▸ WHAT IS EXPECTED: What lines in the records include the string "already"? Return each one.

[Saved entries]
+===+
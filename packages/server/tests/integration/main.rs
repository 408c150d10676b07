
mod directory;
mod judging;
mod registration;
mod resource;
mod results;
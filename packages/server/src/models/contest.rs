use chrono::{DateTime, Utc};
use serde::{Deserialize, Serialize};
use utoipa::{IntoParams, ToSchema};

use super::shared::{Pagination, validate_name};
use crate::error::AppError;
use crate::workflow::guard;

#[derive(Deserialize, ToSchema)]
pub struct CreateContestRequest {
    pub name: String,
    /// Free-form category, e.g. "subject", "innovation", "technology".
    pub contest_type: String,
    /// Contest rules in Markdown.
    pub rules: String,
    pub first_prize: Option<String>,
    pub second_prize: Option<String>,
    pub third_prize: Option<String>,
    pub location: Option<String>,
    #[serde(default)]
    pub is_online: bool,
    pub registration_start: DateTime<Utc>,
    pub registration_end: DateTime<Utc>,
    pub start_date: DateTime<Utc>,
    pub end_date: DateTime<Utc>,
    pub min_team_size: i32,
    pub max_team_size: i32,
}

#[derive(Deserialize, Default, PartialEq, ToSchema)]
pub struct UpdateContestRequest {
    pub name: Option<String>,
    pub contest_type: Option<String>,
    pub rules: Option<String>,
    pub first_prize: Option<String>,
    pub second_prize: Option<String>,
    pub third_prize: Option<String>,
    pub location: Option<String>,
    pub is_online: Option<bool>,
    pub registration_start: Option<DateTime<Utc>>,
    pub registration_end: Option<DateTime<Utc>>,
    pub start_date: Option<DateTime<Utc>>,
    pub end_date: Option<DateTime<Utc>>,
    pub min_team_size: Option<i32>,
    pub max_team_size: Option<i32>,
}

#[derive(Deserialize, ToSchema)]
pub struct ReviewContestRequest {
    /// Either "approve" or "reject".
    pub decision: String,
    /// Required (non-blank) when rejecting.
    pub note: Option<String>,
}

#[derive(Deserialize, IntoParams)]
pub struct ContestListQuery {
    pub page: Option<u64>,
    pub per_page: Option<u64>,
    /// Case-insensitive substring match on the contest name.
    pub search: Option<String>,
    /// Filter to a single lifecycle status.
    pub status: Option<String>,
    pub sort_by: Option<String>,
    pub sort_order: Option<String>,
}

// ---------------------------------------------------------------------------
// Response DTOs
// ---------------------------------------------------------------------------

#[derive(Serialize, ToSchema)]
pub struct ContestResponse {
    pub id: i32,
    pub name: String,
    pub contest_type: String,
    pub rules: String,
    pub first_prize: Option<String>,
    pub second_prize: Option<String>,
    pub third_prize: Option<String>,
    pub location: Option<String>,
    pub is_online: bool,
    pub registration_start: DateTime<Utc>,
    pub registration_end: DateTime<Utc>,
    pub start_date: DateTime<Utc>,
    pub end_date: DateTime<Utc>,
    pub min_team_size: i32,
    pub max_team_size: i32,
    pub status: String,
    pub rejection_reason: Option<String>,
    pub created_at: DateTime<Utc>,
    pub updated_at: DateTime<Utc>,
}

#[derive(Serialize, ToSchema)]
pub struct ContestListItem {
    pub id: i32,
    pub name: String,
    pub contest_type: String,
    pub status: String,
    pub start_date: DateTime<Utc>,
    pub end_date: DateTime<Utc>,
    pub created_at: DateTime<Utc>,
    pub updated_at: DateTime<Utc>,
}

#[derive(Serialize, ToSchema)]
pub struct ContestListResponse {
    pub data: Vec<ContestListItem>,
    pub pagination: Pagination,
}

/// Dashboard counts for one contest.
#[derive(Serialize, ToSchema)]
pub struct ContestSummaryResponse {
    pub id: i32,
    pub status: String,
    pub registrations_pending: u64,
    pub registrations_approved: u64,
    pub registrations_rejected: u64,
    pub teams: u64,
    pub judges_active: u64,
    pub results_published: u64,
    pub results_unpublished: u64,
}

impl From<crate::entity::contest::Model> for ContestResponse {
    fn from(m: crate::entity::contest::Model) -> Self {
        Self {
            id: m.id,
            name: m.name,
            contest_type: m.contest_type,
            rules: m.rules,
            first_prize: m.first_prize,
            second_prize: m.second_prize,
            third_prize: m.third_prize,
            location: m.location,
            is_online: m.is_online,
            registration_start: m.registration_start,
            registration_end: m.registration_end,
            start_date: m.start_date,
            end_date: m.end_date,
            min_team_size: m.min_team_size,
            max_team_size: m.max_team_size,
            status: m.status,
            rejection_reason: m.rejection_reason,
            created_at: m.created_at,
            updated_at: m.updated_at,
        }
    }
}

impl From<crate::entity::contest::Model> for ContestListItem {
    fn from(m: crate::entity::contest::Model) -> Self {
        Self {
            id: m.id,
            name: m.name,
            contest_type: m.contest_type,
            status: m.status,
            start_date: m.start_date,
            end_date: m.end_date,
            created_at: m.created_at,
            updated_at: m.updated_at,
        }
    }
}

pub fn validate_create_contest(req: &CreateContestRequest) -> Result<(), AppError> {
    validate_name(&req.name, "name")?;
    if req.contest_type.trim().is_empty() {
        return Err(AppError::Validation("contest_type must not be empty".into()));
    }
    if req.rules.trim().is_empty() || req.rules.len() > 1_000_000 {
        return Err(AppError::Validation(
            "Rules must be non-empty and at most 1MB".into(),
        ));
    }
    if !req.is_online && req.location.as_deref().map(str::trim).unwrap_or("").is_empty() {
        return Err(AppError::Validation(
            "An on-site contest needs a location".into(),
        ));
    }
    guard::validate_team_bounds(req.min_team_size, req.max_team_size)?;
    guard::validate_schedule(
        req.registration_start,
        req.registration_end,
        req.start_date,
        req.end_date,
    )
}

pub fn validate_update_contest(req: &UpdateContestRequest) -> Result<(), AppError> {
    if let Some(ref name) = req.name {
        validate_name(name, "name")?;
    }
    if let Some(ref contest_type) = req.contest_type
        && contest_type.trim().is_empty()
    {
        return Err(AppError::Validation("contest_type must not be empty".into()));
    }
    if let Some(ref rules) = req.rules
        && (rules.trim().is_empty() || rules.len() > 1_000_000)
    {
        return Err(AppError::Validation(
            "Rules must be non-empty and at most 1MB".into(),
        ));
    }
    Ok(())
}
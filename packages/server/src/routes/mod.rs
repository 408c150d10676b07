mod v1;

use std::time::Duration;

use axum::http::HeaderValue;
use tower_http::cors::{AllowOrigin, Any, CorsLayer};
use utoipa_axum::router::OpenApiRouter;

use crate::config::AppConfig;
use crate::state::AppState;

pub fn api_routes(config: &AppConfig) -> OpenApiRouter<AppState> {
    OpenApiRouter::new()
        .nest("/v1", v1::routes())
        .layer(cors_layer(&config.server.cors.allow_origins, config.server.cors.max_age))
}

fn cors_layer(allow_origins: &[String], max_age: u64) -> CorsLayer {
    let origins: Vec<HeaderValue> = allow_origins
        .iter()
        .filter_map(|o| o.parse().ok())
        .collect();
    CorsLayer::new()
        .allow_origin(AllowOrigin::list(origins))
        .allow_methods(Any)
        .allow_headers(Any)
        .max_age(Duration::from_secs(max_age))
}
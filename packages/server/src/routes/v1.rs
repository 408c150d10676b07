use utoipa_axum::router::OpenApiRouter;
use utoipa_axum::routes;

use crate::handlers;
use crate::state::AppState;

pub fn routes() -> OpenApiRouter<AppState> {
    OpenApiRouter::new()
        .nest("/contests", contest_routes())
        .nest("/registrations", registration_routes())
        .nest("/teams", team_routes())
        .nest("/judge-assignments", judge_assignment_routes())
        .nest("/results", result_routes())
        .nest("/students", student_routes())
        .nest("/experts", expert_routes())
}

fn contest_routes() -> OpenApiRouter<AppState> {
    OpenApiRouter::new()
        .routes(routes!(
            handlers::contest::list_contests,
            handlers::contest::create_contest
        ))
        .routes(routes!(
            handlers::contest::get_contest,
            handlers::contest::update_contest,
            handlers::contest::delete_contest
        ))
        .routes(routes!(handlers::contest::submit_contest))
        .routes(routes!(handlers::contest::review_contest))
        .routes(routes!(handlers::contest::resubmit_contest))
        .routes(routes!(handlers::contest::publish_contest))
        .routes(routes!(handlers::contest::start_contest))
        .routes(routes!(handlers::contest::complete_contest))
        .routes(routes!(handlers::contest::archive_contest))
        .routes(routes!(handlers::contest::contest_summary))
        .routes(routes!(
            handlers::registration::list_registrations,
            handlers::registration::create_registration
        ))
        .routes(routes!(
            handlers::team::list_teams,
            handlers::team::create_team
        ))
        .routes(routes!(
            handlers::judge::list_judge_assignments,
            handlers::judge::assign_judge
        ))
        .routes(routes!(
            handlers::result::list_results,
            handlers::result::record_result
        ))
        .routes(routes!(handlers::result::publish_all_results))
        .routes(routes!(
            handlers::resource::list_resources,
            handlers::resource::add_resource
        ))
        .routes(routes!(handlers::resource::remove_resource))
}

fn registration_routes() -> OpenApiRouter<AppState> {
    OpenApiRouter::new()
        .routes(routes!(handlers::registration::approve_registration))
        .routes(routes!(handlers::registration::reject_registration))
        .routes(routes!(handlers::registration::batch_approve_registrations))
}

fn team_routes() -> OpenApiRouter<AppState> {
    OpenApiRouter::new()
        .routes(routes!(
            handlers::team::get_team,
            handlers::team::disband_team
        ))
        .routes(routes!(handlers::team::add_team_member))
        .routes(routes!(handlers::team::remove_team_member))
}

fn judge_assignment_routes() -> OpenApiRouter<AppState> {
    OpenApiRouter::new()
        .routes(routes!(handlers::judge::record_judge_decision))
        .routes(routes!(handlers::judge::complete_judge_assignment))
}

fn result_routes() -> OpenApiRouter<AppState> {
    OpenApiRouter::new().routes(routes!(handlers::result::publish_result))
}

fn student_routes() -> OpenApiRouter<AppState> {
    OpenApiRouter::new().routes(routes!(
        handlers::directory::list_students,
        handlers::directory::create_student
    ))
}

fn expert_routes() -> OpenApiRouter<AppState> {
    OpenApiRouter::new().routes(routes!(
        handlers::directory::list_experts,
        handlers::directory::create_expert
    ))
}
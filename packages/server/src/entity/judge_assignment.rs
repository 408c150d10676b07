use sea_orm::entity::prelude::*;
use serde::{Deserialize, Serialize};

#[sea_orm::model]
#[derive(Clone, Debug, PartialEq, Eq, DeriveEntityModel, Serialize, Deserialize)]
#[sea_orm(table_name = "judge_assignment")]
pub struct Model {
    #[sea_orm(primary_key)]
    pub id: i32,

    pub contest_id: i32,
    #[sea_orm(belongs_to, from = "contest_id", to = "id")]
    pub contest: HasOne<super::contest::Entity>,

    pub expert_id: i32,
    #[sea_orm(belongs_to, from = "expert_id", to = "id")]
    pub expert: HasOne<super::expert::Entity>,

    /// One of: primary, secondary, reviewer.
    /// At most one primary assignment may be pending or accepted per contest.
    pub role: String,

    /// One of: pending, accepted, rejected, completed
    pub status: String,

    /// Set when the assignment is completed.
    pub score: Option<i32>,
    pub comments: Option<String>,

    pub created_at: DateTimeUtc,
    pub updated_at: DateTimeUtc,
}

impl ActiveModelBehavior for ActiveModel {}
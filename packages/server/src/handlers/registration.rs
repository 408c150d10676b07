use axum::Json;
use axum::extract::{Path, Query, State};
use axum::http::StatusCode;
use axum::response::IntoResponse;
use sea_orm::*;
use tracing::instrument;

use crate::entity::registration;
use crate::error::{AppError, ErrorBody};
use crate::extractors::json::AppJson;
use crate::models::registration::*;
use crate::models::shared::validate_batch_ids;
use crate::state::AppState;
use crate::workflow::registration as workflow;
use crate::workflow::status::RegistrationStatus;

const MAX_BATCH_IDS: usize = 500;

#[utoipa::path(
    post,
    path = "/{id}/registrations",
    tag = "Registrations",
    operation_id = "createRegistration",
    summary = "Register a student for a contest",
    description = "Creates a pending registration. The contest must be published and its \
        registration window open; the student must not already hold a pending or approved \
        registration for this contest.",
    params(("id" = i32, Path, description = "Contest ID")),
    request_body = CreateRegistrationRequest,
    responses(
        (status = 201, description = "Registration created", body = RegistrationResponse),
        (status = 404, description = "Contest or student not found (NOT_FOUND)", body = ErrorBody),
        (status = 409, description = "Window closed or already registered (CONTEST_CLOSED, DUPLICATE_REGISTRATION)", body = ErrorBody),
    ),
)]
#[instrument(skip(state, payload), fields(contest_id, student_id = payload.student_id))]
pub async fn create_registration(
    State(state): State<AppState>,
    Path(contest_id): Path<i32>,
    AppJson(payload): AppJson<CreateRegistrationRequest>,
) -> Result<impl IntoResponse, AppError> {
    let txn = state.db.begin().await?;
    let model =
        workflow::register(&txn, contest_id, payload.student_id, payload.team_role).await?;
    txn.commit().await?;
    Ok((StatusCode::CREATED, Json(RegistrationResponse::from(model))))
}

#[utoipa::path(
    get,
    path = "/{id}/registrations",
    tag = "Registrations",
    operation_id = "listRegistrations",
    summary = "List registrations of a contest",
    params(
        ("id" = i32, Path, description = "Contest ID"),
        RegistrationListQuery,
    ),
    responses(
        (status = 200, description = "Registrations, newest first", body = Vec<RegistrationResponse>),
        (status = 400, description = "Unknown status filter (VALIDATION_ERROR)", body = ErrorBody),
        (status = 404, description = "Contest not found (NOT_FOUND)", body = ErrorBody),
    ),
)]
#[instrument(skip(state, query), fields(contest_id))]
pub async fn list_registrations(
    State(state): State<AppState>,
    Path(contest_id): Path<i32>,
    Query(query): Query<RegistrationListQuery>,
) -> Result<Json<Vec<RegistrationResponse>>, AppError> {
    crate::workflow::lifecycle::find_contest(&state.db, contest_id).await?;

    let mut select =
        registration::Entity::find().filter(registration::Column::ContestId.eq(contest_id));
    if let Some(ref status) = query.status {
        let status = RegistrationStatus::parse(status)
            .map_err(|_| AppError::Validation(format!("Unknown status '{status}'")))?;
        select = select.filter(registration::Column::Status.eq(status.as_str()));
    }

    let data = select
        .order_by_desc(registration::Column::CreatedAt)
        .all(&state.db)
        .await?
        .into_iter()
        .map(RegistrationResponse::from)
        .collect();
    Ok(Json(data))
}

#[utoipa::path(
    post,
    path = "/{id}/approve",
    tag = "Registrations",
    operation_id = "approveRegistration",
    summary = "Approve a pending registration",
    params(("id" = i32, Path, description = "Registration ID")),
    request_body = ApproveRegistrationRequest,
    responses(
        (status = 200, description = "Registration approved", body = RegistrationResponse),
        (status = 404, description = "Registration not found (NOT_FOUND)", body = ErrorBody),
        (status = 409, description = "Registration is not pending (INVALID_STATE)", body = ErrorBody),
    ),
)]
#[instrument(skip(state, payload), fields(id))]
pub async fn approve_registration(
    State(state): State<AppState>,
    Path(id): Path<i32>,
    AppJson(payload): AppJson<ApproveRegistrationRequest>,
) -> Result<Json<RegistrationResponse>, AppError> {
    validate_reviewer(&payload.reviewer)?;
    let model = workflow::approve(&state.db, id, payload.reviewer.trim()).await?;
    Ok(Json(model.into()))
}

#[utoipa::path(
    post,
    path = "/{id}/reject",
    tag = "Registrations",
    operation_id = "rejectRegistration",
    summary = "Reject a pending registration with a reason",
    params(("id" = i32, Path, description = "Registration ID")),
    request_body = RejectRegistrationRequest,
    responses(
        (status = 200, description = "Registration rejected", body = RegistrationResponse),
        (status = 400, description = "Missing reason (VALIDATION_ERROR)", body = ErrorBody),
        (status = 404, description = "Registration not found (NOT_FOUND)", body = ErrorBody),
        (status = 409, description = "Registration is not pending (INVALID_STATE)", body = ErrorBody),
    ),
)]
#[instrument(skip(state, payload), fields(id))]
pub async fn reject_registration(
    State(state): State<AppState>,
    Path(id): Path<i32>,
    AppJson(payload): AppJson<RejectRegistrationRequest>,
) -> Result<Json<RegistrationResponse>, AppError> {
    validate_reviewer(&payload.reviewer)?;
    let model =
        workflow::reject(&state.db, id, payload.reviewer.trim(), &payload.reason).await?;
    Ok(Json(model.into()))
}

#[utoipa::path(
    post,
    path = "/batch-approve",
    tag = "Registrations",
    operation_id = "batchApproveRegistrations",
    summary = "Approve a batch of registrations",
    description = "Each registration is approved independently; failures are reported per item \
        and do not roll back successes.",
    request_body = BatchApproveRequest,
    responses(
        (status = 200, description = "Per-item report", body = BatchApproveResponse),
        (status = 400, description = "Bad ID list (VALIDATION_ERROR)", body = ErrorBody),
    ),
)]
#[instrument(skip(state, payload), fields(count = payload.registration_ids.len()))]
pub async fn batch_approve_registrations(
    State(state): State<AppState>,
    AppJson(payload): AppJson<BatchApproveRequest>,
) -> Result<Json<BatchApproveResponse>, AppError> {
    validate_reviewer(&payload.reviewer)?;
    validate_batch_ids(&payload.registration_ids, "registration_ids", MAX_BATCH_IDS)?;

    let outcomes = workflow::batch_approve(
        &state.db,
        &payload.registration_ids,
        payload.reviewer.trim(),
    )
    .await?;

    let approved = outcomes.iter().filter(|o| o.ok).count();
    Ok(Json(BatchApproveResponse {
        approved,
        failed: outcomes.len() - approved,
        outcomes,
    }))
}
+===+
▸ TASK RESULT:
        registration window open; the student must not already hold a pending or approved \
        (status = 409, description = "Window closed or already registered (CONTEST_CLOSED, DUPLICATE_REGISTRATION)", body = ErrorBody),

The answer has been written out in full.